Here are two brief stories about famous people with a perhaps unexpected connection to the world of paranormal phenomena.
The first comes from the recently published book Glimpses of Eternity, by Raymond Moody and Paul Perry. Glimpses concerns what Moody calls "shared death experiences," episodes in which an NDE or deathbed vision is shared by a hospital worker or loved one. I didn't find the book quite as compelling as some people do, but I have no doubt that such events do take place, and they have been documented in the literature of psychical research as far back as the 19th century (as Moody and Perry freely acknowledge).
Anyway, the story from Glimpses of Eternity has nothing to do with shared death experiences. It's about channeling -- and a most unlikely medium. The authors write:
Dr. Jonas Salk, inventor of the polio vaccine, ... shocked the world when he revealed that he sat up late at night, receiving messages from another realm. The New York Times Magazine published an article about Salk in November 1990 in which it said that Salk fell into a "trancelike state, filling page after page in an almost indecipherable hand." He collected more than twelve thousand handwritten pages of notes that were later published in three books: Man Unfolding, The Survival of the Wisest and Anatomy of Reality. [pp. 172-173]
Jonas Salk practiced automatic writing? Who knew? (The Times article can be read here.)
The second story is from Michael Grosso's 2004 book Experiencing the Next World Now, a literate and well-researched overview of afterlife evidence. This story concerns Mark Twain. I knew Twain had an interest in the paranormal; he was convinced of the existence of what he called "mental telegraphy," and made reference to some telepathic episodes in his own life when requesting membership in the Society for Psychical Research in 1884. But I didn't know that his interest in parapsychology extended beyond ESP.
Grosso tells us:
For over forty years Mark Twain had a recurring dream. He always dreamed of the same fifteen-year-old girl; he would meet her in India, in England, in Hawaii, in Athens, and in America. Her name would change, her face and voice would change, but he always knew her to be the same girl whom he loved with a chaste and reverent heart. One night he dreamed of her in Hawaii, and she died. He was stricken beyond any grief of his waking hours.
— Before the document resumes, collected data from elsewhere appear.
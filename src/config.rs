//! Application configuration.
//!
//! Values come from `config/default.yaml` (or the file named by `APP_CONFIG`),
//! overridden by `APP__`-prefixed environment variables such as
//! `APP__JWT__SECRET` or `APP__DATABASE__HOST`.

use serde::Deserialize;
use std::env;

const DEFAULT_CONFIG_PATH: &str = "config/default";

/// Longest accepted token lifetime, ten years
pub const MAX_TOKEN_TTL_SECS: i64 = 10 * 365 * 24 * 60 * 60;

/// Longest accepted cookie `Max-Age`, ten years
pub const MAX_COOKIE_AGE_HOURS: i64 = 10 * 365 * 24;

#[derive(Debug, thiserror::Error)]
pub enum ConfigError {
    #[error("Failed to load configuration: {0}")]
    Load(#[from] config::ConfigError),

    #[error("Invalid configuration: {0}")]
    Invalid(String),
}

#[derive(Debug, Deserialize, Clone)]
pub struct AppConfig {
    pub database: DatabaseSettings,
    pub server: ServerSettings,
    pub jwt: JwtSettings,
    #[serde(default)]
    pub cookie: CookieSettings,
}

#[derive(Debug, Deserialize, Clone)]
pub struct DatabaseSettings {
    pub host: String,
    pub port: u16,
    pub user: String,
    pub password: String,
    pub name: String,
    #[serde(default = "default_max_connections")]
    pub max_connections: u32,
}

#[derive(Debug, Deserialize, Clone)]
pub struct ServerSettings {
    pub host: String,
    pub port: u16,
    #[serde(default = "default_timeout_secs")]
    pub timeout_secs: u64,
}

impl ServerSettings {
    pub fn address(&self) -> String {
        format!("{}:{}", self.host, self.port)
    }
}

#[derive(Debug, Deserialize, Clone)]
pub struct JwtSettings {
    pub secret: String,
    /// Token lifetime in seconds
    pub expiration_secs: i64,
}

impl JwtSettings {
    pub fn ttl(&self) -> chrono::Duration {
        chrono::Duration::try_seconds(self.expiration_secs).unwrap_or_else(chrono::Duration::zero)
    }
}

/// Session cookie attributes; the cookie lifetime is separate from the token ttl
#[derive(Debug, Deserialize, Clone)]
pub struct CookieSettings {
    #[serde(default = "default_max_age_hours")]
    pub max_age_hours: i64,
    #[serde(default = "default_secure")]
    pub secure: bool,
}

impl Default for CookieSettings {
    fn default() -> Self {
        Self {
            max_age_hours: default_max_age_hours(),
            secure: default_secure(),
        }
    }
}

fn default_max_connections() -> u32 {
    5
}

fn default_timeout_secs() -> u64 {
    30
}

fn default_max_age_hours() -> i64 {
    24
}

fn default_secure() -> bool {
    true
}

impl AppConfig {
    /// Loads and validates configuration from file and environment
    pub fn load() -> Result<Self, ConfigError> {
        let path = env::var("APP_CONFIG").unwrap_or_else(|_| DEFAULT_CONFIG_PATH.to_string());

        let settings = config::Config::builder()
            .add_source(config::File::with_name(&path))
            .add_source(
                config::Environment::with_prefix("APP")
                    .prefix_separator("__")
                    .separator("__")
                    .try_parsing(true),
            )
            .build()?;

        let config: AppConfig = settings.try_deserialize()?;
        config.validate()?;
        Ok(config)
    }

    pub fn validate(&self) -> Result<(), ConfigError> {
        if self.jwt.secret.trim().is_empty() {
            return Err(ConfigError::Invalid("jwt.secret must not be empty".to_string()));
        }
        if !(0..=MAX_TOKEN_TTL_SECS).contains(&self.jwt.expiration_secs) {
            return Err(ConfigError::Invalid(format!(
                "jwt.expiration_secs must be between 0 and {}",
                MAX_TOKEN_TTL_SECS
            )));
        }
        if !(0..=MAX_COOKIE_AGE_HOURS).contains(&self.cookie.max_age_hours) {
            return Err(ConfigError::Invalid(format!(
                "cookie.max_age_hours must be between 0 and {}",
                MAX_COOKIE_AGE_HOURS
            )));
        }
        Ok(())
    }
}
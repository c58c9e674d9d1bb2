use axum::{
    extract::{Request, State},
    http::{HeaderMap, header},
    middleware::Next,
    response::Response,
};
use axum_extra::extract::cookie::CookieJar;
use std::sync::Arc;
use tracing::debug;

use crate::models::user::User;
use crate::services::auth_service::{AuthError, AuthService};

/// Name of the cookie carrying the session token
pub const SESSION_COOKIE: &str = "jwt";

/// Extension type storing the resolved session user in the request
#[derive(Clone, Debug)]
pub struct AuthenticatedUser {
    pub user: User,
}

impl AuthenticatedUser {
    pub fn user_id(&self) -> i64 {
        self.user.id
    }
}

/// Session token from the `jwt` cookie, else from an `Authorization: Bearer` header
fn session_token(jar: &CookieJar, headers: &HeaderMap) -> Option<String> {
    if let Some(cookie) = jar.get(SESSION_COOKIE) {
        if !cookie.value().is_empty() {
            return Some(cookie.value().to_string());
        }
    }

    headers
        .get(header::AUTHORIZATION)
        .and_then(|h| h.to_str().ok())
        .and_then(|h| h.strip_prefix("Bearer "))
        .map(str::trim)
        .filter(|t| !t.is_empty())
        .map(str::to_string)
}

/// Auth middleware that resolves the session token to a live user
pub async fn auth_middleware(
    State(auth_service): State<Arc<dyn AuthService>>,
    jar: CookieJar,
    headers: HeaderMap,
    mut request: Request,
    next: Next,
) -> Result<Response, AuthError> {
    let token = session_token(&jar, &headers).ok_or(AuthError::MissingToken)?;

    let user = auth_service.resolve_session(&token).await?;
    debug!(user_id = user.id, path = %request.uri().path(), "Session resolved");

    request.extensions_mut().insert(AuthenticatedUser { user });

    Ok(next.run(request).await)
}
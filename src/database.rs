use sqlx::PgPool;
use sqlx::postgres::{PgConnectOptions, PgPoolOptions};
use tracing::info;

use crate::config::DatabaseSettings;

/// Opens a connection pool to the configured PostgreSQL database
pub async fn connect(settings: &DatabaseSettings) -> Result<PgPool, sqlx::Error> {
    let options = PgConnectOptions::new()
        .host(&settings.host)
        .port(settings.port)
        .username(&settings.user)
        .password(&settings.password)
        .database(&settings.name);

    let pool = PgPoolOptions::new()
        .max_connections(settings.max_connections)
        .connect_with(options)
        .await?;

    info!(
        host = %settings.host,
        port = settings.port,
        database = %settings.name,
        "Connected to database"
    );
    Ok(pool)
}

/// Applies the embedded schema migrations
pub async fn run_migrations(pool: &PgPool) -> Result<(), sqlx::migrate::MigrateError> {
    sqlx::migrate!("./migrations").run(pool).await?;
    info!("Migrations completed");
    Ok(())
}
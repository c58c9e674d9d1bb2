pub mod auth;
pub mod category;
pub mod expense;
pub mod user;

pub use auth::{AuthToken, LoginRequest, MessageResponse};
pub use category::{Category, CreateCategoryRequest, DEFAULT_CATEGORIES, SHARED_OWNER_ID};
pub use expense::{CreateExpenseRequest, Expense, ExpenseSum, UpdateExpenseRequest};
pub use user::{RegisterRequest, User};
pub mod auth_service;
pub mod category_service;
pub mod expense_service;
pub mod token_service;

pub use auth_service::{AuthError, AuthService, AuthServiceImpl};
pub use category_service::{CategoryError, CategoryService, CategoryServiceImpl};
pub use expense_service::{ExpenseError, ExpenseService, ExpenseServiceImpl};
pub use token_service::{TokenError, TokenService};
use async_trait::async_trait;
use std::sync::Arc;
use tracing::info;

use crate::models::category::{
    Category, CreateCategoryRequest, DEFAULT_CATEGORIES, NewCategory, SHARED_OWNER_ID,
};
use crate::repositories::{CategoryRepository, RepositoryError};
use crate::validation::non_blank;

/// Category service errors
#[derive(Debug, thiserror::Error)]
pub enum CategoryError {
    #[error("Missing required fields")]
    MissingFields,

    #[error("Category with this name already exists")]
    DuplicateCategory,

    #[error("Category not found")]
    CategoryNotFound,

    #[error("Internal error: {0}")]
    Internal(String),
}

impl From<RepositoryError> for CategoryError {
    fn from(e: RepositoryError) -> Self {
        match e {
            RepositoryError::NotFound => CategoryError::CategoryNotFound,
            RepositoryError::ConstraintViolation(_) => CategoryError::DuplicateCategory,
            RepositoryError::DatabaseError(msg) => CategoryError::Internal(msg),
        }
    }
}

/// Trait defining category service operations
#[async_trait]
pub trait CategoryService: Send + Sync {
    /// Get all categories visible to a user (shared + the user's private ones)
    async fn list_visible(&self, user_id: i64) -> Result<Vec<Category>, CategoryError>;

    /// Create a private category owned by the user
    async fn create(
        &self,
        user_id: i64,
        request: CreateCategoryRequest,
    ) -> Result<Category, CategoryError>;

    /// Look up a category the user is allowed to reference
    async fn resolve_for_user(
        &self,
        category_id: i64,
        user_id: i64,
    ) -> Result<Category, CategoryError>;

    /// Insert any missing default shared category; returns how many were added
    async fn seed_defaults(&self) -> Result<usize, CategoryError>;
}

/// Implementation of CategoryService
pub struct CategoryServiceImpl {
    category_repository: Arc<dyn CategoryRepository>,
}

impl CategoryServiceImpl {
    pub fn new(category_repository: Arc<dyn CategoryRepository>) -> Self {
        Self {
            category_repository,
        }
    }
}

#[async_trait]
impl CategoryService for CategoryServiceImpl {
    async fn list_visible(&self, user_id: i64) -> Result<Vec<Category>, CategoryError> {
        Ok(self.category_repository.find_visible(user_id).await?)
    }

    async fn create(
        &self,
        user_id: i64,
        request: CreateCategoryRequest,
    ) -> Result<Category, CategoryError> {
        let (Some(name), Some(description)) = (
            non_blank(Some(&request.name)),
            non_blank(Some(&request.description)),
        ) else {
            return Err(CategoryError::MissingFields);
        };

        // A private name may not shadow a shared one or another private one
        if self
            .category_repository
            .find_visible_by_name(name, user_id)
            .await?
            .is_some()
        {
            return Err(CategoryError::DuplicateCategory);
        }

        let category = self
            .category_repository
            .create(NewCategory {
                name: name.to_string(),
                description: description.to_string(),
                owner_id: user_id,
            })
            .await?;

        info!(user_id, category_id = category.id, name, "Private category created");
        Ok(category)
    }

    async fn resolve_for_user(
        &self,
        category_id: i64,
        user_id: i64,
    ) -> Result<Category, CategoryError> {
        self.category_repository
            .find_visible_by_id(category_id, user_id)
            .await?
            .ok_or(CategoryError::CategoryNotFound)
    }

    async fn seed_defaults(&self) -> Result<usize, CategoryError> {
        let mut inserted = 0;

        for &(name, description) in DEFAULT_CATEGORIES {
            if self
                .category_repository
                .find_shared_by_name(name)
                .await?
                .is_some()
            {
                continue;
            }

            let category = self
                .category_repository
                .create(NewCategory {
                    name: name.to_string(),
                    description: description.to_string(),
                    owner_id: SHARED_OWNER_ID,
                })
                .await?;
            info!(category_id = category.id, name, "Seeded shared category");
            inserted += 1;
        }

        Ok(inserted)
    }
}
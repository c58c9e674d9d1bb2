use std::sync::Arc;
use std::time::Duration;
use tower_http::timeout::TimeoutLayer;
use tracing::info;
use tracing_subscriber::EnvFilter;

use expense_tracker::app::{AppState, create_router};
use expense_tracker::config::AppConfig;
use expense_tracker::database;
use expense_tracker::repositories::{
    PostgresCategoryRepository, PostgresExpenseRepository, PostgresUserRepository,
};
use expense_tracker::services::{
    AuthService, AuthServiceImpl, CategoryService, CategoryServiceImpl, ExpenseService,
    ExpenseServiceImpl, TokenService,
};

#[tokio::main]
async fn main() -> Result<(), Box<dyn std::error::Error>> {
    // Load environment variables from .env file
    dotenv::dotenv().ok();

    tracing_subscriber::fmt()
        .with_env_filter(EnvFilter::try_from_default_env().unwrap_or_else(|_| EnvFilter::new("info")))
        .init();

    let config = AppConfig::load()?;

    let pool = database::connect(&config.database).await?;
    database::run_migrations(&pool).await?;

    // Initialize repositories
    let user_repository = Arc::new(PostgresUserRepository::new(pool.clone()));
    let category_repository = Arc::new(PostgresCategoryRepository::new(pool.clone()));
    let expense_repository = Arc::new(PostgresExpenseRepository::new(pool));

    // Initialize services
    let auth_service: Arc<dyn AuthService> = Arc::new(AuthServiceImpl::new(
        user_repository,
        TokenService::from_settings(&config.jwt),
    ));
    let category_service: Arc<dyn CategoryService> =
        Arc::new(CategoryServiceImpl::new(category_repository));
    let expense_service: Arc<dyn ExpenseService> = Arc::new(ExpenseServiceImpl::new(
        expense_repository,
        category_service.clone(),
    ));

    let seeded = category_service.seed_defaults().await?;
    info!(seeded, "Default categories ready");

    let app = create_router(AppState {
        auth_service,
        category_service,
        expense_service,
        cookie: config.cookie.clone(),
    })
    .layer(TimeoutLayer::new(Duration::from_secs(
        config.server.timeout_secs,
    )));

    let addr = config.server.address();
    let listener = tokio::net::TcpListener::bind(&addr).await?;

    info!(%addr, "Server running");
    info!("API docs at http://{}/api/docs", addr);

    axum::serve(listener, app).await?;

    Ok(())
}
Later he dreamed of a temple in Athens in which she appeared to him again, and he realized she had never really died. "It may be that she had often died before, and knew that there was nothing lasting about it," he wrote. Mark Twain was faithful to his platonic sweetheart. "In our dreams -- I know it! -- we do make the journeys we seem to make; we do see the things we seem to see; the people, the horses, the cats ... are real, not chimeras; they are living spirits, not shadows; and they are immortal and indestructible. My Dreamland sweetheart is a real person, not a fiction."
And what's more, the dream is more real than the everyday world: "more deep and strong and sharp." Mark Twain holds this up against our waking "artificial selves" and the "dull-tinted artificial world" and finds the waking world wanting. To the author of Huck Finn, this dream world is what we step into when we die. "When we die we shall slough off this cheap intellect, and go abroad into Dreamland clothed in our real selves." *[pp. 181-182]
This information is taken from Twain's short story "My Platonic Sweetheart," published posthumously in the December 1912 issue of Harper's Magazine and readable online. Grosso describes it as "an autobiographical story." The Harper's editor, perhaps wishing to protect Twain's reputation, plays down any autobiographical content, labeling the story "a delicate fancy." More recently, a writer for the Smithsonian Magazine argued that the dream figure was most likely Laura Wright, an early love interest of Twain's. If so, the story has been fictionalized to some extent, but it seems likely to reflect a genuine series of recurring dreams.
===
*The actual line is "When we die we shall slough off this cheap intellect, perhaps, and go abroad into Dreamland clothed in our real selves ..." The word perhaps was omitted in Grosso's book. Also, the description of Twain's reaction to the dream-girl's death is a bit exaggerated; Twain says it "transcended many sufferings that I have known in waking life," not that it was worse than any waking grief.